• [Work item]
The lines to return are those below that contain the word "Copy".

Items from a data source:

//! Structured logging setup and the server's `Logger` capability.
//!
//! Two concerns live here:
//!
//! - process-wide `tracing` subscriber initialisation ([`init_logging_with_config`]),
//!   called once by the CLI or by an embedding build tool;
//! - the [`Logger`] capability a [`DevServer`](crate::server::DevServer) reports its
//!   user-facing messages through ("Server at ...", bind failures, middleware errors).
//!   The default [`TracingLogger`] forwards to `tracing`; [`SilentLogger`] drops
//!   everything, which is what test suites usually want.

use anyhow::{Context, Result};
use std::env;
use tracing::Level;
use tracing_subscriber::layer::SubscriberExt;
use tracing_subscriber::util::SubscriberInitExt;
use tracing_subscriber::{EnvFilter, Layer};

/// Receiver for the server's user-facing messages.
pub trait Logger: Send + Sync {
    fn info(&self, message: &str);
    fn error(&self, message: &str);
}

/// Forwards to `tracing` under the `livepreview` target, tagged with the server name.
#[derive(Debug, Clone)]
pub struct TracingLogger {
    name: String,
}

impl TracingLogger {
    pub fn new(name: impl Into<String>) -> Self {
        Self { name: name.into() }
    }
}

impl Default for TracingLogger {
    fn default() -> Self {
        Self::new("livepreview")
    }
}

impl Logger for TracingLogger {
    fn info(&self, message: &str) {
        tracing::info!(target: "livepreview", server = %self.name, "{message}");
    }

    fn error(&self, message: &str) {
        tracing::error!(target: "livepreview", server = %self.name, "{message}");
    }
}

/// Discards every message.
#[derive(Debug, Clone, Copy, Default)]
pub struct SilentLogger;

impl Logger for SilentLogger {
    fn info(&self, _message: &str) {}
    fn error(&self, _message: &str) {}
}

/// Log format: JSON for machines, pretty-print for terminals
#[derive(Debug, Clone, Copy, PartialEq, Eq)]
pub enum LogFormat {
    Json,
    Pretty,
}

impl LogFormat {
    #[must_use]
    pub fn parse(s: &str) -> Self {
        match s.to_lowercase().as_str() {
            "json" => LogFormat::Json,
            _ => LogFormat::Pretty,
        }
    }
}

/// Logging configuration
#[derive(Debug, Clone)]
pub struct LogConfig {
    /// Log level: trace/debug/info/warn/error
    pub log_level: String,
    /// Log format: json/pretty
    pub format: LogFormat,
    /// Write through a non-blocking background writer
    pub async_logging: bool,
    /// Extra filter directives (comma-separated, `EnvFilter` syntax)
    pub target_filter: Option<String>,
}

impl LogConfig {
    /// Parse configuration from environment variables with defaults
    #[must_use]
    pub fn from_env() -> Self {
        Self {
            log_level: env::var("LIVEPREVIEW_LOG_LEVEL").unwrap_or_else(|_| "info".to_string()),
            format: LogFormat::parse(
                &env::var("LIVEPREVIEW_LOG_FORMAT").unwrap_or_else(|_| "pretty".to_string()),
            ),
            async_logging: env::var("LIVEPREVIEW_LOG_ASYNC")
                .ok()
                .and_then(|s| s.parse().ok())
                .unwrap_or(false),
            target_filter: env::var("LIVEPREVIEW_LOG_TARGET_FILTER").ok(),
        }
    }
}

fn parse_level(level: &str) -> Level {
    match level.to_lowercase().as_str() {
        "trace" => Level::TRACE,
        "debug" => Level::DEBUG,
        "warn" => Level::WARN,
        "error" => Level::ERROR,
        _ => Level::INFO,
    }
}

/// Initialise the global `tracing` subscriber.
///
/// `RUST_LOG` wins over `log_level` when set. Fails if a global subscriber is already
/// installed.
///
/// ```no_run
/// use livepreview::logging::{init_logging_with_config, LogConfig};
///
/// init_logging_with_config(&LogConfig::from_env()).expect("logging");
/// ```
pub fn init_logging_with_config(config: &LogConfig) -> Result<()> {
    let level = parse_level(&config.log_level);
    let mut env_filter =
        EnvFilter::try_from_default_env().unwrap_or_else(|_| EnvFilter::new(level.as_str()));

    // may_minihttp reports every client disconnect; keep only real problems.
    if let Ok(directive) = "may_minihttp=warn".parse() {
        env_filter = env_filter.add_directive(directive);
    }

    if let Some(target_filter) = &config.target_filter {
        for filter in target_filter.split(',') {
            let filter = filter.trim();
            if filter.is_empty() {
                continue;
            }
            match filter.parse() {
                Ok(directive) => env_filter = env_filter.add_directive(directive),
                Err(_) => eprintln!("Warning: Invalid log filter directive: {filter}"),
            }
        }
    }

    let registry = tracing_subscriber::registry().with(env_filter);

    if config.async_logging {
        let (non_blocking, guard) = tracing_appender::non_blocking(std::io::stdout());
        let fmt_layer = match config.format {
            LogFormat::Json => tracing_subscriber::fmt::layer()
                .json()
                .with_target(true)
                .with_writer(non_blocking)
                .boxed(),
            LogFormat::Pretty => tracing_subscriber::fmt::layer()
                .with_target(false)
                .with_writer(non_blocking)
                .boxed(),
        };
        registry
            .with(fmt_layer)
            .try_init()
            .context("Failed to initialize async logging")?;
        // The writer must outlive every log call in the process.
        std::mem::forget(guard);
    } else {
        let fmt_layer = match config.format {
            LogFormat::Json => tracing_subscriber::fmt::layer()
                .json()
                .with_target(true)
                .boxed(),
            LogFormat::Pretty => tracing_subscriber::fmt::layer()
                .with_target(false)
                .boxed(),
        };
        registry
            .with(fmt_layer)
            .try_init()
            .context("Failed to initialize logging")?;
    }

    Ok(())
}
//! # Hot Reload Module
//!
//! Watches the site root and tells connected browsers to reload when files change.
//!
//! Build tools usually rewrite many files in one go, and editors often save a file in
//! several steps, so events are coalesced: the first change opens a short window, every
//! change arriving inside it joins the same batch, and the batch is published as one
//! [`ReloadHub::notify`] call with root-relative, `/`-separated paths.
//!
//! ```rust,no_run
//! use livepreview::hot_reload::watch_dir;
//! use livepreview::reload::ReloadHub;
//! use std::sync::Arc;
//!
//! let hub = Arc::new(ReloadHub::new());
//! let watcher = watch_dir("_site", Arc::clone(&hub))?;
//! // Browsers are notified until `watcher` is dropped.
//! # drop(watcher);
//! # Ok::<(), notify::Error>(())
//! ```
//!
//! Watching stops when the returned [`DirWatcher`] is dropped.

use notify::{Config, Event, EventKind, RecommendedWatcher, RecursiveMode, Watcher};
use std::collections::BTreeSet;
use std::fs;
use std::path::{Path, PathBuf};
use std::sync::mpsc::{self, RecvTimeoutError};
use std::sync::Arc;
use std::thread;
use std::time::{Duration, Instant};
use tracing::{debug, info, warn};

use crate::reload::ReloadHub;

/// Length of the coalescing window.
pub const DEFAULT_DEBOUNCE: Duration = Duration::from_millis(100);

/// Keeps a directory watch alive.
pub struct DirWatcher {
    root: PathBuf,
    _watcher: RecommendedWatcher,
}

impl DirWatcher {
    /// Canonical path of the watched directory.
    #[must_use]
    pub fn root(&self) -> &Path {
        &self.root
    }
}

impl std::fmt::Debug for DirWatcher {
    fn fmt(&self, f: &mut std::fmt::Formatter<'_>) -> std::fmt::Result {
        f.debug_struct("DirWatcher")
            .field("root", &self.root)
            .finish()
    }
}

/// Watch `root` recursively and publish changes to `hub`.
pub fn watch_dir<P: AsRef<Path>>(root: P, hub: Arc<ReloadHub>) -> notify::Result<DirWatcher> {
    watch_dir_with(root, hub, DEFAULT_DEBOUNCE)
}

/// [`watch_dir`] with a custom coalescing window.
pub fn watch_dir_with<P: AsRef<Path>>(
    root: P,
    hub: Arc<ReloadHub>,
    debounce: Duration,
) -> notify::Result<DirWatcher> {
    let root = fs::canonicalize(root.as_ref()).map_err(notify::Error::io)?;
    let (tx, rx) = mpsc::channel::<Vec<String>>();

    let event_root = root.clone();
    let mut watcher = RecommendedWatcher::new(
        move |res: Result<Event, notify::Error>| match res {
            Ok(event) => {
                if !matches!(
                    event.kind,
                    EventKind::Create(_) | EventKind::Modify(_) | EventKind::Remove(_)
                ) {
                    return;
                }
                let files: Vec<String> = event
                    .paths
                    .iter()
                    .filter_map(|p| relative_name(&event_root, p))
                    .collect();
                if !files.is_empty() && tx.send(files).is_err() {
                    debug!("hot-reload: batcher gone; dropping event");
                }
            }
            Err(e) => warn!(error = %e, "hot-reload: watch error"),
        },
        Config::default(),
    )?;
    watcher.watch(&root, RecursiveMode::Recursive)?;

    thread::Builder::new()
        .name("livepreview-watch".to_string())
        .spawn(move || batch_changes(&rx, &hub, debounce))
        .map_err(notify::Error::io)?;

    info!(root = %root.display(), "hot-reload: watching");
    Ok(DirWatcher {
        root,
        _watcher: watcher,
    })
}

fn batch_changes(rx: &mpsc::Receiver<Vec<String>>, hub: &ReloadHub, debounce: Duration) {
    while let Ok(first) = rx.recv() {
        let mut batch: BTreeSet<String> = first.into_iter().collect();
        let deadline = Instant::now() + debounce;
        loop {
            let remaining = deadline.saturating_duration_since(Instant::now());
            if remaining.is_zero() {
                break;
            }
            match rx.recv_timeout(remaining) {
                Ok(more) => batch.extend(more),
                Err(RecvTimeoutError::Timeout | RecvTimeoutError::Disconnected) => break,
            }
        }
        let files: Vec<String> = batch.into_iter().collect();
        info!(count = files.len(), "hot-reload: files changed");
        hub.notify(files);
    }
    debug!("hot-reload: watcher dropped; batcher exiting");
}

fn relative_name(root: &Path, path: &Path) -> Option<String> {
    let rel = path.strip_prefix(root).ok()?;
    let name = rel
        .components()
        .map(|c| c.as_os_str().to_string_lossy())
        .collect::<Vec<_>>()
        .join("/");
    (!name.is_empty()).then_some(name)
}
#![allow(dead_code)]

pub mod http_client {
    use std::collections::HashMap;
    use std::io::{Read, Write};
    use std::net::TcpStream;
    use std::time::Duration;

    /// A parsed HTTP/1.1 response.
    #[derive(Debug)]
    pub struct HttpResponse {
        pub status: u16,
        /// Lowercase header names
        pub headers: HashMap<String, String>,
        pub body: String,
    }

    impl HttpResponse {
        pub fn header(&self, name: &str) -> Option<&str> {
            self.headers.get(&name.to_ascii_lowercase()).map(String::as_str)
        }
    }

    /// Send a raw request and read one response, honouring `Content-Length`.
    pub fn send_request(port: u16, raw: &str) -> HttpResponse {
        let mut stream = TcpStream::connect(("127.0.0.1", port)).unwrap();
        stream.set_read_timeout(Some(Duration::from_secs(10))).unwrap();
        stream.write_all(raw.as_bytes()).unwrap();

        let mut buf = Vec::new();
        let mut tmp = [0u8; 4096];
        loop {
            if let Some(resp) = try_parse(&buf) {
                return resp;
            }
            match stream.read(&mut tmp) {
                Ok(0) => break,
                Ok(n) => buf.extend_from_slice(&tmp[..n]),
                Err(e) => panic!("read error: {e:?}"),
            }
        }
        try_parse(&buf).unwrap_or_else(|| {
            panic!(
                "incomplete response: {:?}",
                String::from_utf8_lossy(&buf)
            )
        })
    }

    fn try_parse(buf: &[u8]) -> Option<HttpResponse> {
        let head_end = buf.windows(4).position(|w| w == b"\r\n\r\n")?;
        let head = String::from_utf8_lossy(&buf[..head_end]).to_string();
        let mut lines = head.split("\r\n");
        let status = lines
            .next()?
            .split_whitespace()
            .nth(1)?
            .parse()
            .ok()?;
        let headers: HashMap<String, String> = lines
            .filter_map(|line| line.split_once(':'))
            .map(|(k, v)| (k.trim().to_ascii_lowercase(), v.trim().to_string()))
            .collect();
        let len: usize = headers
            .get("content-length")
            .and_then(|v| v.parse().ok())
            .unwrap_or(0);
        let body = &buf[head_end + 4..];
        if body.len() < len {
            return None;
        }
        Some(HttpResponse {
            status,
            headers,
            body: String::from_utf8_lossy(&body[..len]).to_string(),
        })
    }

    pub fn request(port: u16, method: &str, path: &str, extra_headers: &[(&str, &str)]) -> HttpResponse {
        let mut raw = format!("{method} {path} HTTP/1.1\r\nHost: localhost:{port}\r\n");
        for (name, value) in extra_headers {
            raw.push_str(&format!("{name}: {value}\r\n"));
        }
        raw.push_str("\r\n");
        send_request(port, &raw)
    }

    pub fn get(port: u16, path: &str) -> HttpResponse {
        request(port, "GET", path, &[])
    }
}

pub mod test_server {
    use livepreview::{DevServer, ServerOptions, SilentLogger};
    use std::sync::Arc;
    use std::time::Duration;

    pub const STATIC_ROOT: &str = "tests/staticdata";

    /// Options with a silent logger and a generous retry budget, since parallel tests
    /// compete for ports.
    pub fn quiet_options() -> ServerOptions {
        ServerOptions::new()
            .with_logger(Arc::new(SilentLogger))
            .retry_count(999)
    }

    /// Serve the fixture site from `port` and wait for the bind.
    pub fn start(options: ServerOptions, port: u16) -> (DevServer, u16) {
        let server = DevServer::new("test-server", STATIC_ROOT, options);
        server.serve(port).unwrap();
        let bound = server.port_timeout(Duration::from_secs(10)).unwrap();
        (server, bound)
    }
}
...
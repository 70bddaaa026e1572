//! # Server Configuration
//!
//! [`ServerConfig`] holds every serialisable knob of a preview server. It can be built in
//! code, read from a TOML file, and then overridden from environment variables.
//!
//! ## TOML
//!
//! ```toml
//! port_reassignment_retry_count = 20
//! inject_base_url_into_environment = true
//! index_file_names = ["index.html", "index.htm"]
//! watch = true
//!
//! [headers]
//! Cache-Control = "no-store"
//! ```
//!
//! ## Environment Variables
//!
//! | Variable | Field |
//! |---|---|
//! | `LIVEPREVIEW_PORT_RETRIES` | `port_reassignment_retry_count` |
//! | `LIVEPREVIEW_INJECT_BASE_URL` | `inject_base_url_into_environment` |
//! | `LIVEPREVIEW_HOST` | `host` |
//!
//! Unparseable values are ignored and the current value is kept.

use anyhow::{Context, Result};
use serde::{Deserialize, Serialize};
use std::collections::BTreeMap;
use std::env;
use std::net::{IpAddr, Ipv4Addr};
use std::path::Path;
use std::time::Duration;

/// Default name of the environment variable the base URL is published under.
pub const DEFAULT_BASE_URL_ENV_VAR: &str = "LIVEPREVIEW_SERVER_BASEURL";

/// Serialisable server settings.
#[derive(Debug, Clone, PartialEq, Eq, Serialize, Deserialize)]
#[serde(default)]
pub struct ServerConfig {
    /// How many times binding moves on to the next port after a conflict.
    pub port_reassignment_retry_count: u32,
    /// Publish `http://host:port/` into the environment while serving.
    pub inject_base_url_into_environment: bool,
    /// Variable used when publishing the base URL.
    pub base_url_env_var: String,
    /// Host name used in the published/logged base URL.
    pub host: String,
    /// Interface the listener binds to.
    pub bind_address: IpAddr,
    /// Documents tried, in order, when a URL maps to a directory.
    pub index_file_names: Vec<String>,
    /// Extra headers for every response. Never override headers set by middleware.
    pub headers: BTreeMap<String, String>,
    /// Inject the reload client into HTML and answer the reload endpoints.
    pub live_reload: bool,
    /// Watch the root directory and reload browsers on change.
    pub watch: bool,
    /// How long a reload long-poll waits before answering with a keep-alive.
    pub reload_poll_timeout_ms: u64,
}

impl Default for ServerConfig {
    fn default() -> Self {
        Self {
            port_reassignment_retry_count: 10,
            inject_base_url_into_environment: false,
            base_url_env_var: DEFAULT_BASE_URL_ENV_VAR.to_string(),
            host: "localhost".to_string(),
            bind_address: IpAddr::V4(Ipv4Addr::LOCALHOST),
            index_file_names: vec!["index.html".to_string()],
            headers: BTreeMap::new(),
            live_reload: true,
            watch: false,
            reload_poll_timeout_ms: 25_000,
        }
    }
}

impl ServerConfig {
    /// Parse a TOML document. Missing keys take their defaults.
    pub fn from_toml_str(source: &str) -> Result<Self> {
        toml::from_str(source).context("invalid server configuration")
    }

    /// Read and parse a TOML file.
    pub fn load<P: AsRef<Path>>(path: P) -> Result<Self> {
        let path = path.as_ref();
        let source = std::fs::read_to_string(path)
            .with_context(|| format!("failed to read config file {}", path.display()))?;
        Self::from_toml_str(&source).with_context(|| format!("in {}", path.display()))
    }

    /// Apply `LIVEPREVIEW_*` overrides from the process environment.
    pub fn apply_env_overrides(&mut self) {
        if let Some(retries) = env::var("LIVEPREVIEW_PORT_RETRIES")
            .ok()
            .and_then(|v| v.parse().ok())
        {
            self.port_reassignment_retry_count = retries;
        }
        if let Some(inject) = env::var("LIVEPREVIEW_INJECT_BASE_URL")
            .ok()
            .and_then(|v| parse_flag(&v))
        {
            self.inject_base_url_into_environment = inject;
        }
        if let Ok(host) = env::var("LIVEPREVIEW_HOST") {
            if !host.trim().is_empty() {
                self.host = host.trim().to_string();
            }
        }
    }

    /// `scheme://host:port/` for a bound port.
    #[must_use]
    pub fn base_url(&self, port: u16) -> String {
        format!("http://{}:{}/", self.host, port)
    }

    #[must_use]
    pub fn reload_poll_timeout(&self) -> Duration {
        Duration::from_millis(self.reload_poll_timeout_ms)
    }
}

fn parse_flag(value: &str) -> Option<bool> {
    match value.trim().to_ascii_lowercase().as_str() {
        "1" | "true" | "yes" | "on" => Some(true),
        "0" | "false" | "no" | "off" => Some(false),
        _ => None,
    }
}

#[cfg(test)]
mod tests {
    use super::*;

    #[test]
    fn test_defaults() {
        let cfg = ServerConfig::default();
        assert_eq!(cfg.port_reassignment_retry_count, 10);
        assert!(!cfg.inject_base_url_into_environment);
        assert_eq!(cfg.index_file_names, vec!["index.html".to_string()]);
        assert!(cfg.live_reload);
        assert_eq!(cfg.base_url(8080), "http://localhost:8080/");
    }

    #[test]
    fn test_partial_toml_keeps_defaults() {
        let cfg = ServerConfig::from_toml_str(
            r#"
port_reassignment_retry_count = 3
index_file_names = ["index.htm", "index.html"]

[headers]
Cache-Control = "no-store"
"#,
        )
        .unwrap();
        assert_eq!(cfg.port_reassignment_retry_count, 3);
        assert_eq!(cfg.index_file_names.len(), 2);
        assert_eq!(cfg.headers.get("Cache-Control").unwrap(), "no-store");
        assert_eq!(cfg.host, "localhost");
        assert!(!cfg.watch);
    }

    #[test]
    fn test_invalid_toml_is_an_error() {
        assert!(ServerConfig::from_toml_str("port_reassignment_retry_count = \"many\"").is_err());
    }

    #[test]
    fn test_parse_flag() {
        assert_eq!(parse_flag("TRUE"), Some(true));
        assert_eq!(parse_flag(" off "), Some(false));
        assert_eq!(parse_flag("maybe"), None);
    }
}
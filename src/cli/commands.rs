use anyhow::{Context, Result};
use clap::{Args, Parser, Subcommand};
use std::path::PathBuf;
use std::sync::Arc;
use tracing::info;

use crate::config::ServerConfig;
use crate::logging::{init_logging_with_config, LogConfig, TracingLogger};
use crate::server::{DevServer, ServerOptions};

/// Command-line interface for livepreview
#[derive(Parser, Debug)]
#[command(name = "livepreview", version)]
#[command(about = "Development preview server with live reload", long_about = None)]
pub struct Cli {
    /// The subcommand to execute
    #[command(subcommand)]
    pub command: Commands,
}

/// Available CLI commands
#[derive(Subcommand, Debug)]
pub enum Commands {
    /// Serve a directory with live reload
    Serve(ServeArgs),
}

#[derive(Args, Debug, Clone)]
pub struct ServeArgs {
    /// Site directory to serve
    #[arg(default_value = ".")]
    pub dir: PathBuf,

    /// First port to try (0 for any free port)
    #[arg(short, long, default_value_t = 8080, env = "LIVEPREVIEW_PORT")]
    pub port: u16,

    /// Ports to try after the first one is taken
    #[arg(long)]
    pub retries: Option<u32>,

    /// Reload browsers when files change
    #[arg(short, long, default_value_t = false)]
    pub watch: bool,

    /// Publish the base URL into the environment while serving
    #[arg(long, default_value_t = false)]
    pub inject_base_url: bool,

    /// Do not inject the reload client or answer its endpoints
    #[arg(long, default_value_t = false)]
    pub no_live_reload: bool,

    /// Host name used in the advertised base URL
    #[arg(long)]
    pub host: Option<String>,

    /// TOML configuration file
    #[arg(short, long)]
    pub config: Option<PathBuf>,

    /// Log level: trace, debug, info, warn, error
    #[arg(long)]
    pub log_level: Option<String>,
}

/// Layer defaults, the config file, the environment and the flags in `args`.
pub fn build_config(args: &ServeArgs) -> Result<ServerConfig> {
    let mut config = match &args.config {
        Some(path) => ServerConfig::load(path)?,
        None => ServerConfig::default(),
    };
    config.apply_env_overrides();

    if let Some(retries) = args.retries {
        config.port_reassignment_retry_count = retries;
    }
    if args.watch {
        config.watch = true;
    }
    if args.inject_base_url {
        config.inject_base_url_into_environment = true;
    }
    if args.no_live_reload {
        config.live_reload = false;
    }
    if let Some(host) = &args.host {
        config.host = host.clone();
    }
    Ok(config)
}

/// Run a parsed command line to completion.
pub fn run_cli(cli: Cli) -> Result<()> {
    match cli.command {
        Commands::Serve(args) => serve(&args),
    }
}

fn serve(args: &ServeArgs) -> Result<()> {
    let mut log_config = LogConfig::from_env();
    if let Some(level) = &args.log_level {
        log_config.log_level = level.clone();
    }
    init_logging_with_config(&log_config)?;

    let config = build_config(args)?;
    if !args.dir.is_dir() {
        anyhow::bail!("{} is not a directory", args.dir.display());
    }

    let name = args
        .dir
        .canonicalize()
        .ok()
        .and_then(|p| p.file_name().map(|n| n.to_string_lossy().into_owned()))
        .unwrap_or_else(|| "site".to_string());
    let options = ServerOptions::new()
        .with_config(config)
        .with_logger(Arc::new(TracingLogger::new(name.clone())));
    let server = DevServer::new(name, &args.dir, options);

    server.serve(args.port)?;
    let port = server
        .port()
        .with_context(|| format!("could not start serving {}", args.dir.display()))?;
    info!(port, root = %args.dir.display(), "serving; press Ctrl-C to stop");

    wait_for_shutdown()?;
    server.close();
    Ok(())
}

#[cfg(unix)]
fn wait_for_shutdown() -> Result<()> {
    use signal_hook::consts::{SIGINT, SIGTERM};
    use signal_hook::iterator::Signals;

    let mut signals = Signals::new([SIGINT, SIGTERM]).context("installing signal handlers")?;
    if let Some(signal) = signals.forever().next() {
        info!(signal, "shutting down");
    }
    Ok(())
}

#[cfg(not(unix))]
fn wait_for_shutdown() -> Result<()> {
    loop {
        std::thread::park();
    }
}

• [Task result]
#[derive(Debug, Clone, Copy, Default)]
#[derive(Debug, Clone, Copy, PartialEq, Eq)]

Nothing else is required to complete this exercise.